### WORK TASK
If a line in the records below contains the word "QueueConsumer", copy it out.

### Saved data entries
______
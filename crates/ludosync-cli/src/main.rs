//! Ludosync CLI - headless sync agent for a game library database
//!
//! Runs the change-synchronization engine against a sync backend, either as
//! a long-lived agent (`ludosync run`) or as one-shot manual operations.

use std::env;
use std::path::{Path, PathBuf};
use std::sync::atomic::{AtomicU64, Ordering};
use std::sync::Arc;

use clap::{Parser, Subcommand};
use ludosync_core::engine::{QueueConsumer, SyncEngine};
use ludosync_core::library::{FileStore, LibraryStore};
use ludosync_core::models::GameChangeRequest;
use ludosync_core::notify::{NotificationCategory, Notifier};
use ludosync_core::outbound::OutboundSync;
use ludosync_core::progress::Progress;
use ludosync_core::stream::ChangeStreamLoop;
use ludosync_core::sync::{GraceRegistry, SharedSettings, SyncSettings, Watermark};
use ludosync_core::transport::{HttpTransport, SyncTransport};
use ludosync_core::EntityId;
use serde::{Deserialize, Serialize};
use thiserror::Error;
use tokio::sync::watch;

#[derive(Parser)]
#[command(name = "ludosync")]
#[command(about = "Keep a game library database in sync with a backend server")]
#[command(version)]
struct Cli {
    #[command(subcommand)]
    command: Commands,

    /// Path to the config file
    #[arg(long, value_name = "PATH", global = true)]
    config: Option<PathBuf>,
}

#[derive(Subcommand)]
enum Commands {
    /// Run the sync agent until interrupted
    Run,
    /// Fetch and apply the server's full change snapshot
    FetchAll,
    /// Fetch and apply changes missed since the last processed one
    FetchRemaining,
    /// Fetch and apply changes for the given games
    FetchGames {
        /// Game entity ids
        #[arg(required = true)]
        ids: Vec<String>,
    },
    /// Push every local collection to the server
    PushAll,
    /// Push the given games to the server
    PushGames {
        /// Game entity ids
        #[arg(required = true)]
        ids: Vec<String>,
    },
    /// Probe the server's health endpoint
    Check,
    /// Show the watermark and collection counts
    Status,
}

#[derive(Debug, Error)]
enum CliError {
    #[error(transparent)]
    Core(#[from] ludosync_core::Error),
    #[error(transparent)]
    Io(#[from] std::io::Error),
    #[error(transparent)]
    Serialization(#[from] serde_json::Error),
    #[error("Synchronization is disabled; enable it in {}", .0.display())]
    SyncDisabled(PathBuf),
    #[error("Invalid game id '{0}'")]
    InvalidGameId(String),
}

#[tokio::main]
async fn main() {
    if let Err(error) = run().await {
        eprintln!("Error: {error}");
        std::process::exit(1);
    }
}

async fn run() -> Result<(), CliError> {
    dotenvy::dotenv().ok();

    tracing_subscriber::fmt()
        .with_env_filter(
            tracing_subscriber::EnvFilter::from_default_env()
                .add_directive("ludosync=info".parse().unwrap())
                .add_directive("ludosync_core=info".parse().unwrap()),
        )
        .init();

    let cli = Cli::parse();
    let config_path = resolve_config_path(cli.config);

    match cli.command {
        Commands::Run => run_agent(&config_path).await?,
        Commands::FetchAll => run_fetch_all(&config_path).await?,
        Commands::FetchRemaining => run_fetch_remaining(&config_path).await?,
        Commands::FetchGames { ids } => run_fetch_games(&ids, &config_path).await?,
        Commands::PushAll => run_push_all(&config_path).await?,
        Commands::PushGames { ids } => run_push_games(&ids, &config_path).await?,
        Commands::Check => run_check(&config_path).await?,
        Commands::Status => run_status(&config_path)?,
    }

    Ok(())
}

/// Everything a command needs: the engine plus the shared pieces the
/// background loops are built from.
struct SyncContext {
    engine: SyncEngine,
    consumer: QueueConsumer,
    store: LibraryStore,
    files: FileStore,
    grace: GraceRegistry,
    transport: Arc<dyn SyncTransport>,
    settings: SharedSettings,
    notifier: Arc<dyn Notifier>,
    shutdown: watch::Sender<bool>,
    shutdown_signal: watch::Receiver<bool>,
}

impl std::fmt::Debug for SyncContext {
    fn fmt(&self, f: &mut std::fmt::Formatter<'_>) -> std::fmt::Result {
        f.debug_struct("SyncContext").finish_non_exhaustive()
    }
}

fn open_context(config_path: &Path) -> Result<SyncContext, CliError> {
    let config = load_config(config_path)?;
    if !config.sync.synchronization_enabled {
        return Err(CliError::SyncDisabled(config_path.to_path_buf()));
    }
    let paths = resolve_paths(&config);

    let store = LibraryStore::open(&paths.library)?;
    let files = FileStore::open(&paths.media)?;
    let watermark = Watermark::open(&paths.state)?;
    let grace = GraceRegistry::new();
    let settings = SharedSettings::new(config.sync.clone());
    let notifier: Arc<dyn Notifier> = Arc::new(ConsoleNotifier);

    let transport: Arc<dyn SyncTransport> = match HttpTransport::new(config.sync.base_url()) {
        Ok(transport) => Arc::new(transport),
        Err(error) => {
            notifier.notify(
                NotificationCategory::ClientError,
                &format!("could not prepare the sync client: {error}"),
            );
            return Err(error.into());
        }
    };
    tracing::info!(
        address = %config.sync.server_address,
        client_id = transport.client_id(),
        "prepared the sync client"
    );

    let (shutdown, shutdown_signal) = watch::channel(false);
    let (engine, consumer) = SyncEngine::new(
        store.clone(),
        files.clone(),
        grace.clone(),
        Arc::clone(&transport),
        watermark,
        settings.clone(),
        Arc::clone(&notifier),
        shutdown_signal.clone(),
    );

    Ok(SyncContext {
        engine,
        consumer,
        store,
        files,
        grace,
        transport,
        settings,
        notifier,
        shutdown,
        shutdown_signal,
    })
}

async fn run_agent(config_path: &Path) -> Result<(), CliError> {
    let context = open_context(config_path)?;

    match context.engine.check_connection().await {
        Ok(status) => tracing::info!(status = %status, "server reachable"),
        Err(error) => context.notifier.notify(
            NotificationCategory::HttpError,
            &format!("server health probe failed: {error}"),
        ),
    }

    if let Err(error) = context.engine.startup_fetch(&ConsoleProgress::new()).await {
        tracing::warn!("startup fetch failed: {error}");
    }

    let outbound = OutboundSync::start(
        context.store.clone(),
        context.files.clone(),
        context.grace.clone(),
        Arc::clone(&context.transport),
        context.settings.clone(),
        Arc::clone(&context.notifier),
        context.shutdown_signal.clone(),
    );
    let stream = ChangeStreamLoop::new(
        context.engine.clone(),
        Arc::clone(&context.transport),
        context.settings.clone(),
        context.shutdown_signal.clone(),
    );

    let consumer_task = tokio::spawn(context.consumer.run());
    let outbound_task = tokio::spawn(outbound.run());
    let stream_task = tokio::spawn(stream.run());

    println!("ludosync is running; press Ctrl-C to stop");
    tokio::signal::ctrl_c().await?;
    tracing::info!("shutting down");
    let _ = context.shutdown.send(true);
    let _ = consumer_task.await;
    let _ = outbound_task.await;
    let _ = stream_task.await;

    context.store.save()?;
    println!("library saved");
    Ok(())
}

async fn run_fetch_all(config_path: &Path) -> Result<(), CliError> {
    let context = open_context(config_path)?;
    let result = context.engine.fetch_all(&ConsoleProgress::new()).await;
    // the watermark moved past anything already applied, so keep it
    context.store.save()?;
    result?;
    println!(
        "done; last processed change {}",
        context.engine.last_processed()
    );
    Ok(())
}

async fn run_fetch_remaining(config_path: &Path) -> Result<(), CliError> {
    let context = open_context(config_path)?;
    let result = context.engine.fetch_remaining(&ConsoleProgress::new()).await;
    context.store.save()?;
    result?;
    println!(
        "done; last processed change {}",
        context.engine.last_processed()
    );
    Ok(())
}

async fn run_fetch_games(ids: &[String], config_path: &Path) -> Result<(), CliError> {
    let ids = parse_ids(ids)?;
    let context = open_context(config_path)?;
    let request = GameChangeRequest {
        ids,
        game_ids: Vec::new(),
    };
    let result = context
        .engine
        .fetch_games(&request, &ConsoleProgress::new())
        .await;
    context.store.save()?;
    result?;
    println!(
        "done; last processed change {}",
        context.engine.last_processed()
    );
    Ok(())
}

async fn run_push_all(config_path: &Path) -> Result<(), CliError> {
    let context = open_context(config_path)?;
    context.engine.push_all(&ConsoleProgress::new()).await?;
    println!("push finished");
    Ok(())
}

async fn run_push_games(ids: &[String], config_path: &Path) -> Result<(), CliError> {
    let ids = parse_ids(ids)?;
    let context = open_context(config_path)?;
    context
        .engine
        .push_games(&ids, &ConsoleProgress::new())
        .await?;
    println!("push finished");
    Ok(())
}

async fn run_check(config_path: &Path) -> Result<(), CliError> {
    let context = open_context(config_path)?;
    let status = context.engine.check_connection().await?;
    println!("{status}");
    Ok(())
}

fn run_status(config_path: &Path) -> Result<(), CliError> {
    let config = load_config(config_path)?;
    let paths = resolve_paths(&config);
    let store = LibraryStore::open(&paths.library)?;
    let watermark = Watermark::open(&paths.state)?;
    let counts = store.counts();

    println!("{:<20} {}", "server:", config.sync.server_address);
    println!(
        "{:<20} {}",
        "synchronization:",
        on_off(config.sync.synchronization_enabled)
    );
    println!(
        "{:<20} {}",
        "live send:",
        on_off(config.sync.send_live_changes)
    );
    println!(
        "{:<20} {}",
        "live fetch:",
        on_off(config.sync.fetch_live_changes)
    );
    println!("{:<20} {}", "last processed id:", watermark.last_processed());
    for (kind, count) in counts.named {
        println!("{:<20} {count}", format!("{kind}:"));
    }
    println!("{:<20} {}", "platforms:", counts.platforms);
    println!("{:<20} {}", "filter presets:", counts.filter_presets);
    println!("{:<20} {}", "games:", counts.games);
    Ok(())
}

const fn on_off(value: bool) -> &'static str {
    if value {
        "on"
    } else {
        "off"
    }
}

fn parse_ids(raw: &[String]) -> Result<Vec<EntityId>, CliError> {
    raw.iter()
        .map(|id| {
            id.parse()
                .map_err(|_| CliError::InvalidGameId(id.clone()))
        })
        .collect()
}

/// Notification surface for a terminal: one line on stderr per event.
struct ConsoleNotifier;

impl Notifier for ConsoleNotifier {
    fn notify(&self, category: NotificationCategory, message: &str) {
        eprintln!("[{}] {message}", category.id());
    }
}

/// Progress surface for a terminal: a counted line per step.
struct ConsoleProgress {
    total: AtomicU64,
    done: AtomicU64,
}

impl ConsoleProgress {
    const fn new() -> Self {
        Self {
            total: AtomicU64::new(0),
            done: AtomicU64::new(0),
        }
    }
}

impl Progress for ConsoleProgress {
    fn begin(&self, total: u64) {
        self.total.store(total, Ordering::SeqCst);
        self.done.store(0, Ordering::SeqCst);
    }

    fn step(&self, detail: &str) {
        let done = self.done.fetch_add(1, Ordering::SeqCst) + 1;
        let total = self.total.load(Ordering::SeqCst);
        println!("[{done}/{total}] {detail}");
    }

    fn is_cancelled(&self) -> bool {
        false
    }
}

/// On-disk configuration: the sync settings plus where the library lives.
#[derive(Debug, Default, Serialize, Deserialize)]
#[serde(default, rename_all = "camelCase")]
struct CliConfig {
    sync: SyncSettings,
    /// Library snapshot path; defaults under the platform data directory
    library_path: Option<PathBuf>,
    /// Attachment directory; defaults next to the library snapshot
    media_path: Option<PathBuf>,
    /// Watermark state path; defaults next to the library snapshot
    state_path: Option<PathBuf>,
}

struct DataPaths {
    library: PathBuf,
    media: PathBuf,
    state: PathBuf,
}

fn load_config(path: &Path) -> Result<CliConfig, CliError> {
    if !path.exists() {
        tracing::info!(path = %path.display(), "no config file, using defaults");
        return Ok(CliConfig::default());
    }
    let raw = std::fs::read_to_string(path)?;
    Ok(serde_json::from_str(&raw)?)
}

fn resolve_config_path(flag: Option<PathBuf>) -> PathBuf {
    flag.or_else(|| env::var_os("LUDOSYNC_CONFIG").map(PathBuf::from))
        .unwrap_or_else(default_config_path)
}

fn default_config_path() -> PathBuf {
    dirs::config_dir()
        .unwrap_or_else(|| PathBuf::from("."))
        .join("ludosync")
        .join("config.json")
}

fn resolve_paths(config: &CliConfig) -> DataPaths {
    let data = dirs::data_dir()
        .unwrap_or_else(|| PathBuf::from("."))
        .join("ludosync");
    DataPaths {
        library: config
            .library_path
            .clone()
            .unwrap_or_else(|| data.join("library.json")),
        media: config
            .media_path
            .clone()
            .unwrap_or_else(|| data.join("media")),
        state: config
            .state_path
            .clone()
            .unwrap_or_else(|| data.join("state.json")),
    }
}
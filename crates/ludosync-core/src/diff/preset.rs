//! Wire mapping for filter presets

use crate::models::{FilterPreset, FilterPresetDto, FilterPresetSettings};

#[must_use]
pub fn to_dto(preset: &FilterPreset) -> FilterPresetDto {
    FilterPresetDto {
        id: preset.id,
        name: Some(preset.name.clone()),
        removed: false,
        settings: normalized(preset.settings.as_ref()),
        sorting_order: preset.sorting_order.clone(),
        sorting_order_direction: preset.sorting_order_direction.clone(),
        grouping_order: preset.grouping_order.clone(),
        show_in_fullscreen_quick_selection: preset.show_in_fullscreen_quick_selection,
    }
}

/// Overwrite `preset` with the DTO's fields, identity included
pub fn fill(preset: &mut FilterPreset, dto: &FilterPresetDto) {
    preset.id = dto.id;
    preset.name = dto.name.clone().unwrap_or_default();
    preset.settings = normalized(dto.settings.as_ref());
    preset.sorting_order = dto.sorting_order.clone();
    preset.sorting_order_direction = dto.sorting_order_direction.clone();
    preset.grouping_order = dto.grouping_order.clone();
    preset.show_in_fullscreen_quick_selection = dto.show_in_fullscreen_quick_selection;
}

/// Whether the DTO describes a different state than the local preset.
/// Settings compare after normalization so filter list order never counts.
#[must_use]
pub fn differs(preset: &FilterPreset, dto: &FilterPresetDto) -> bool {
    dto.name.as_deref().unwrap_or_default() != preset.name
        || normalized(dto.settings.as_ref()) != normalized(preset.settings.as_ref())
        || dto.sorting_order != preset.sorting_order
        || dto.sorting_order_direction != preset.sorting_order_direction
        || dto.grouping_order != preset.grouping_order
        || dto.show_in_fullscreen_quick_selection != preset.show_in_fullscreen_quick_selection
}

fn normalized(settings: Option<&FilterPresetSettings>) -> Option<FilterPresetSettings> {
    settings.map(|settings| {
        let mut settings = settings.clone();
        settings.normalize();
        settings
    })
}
______
### RESULT FOR THIS EXERCISE
use ludosync_core::engine::{QueueConsumer, SyncEngine};
    consumer: QueueConsumer,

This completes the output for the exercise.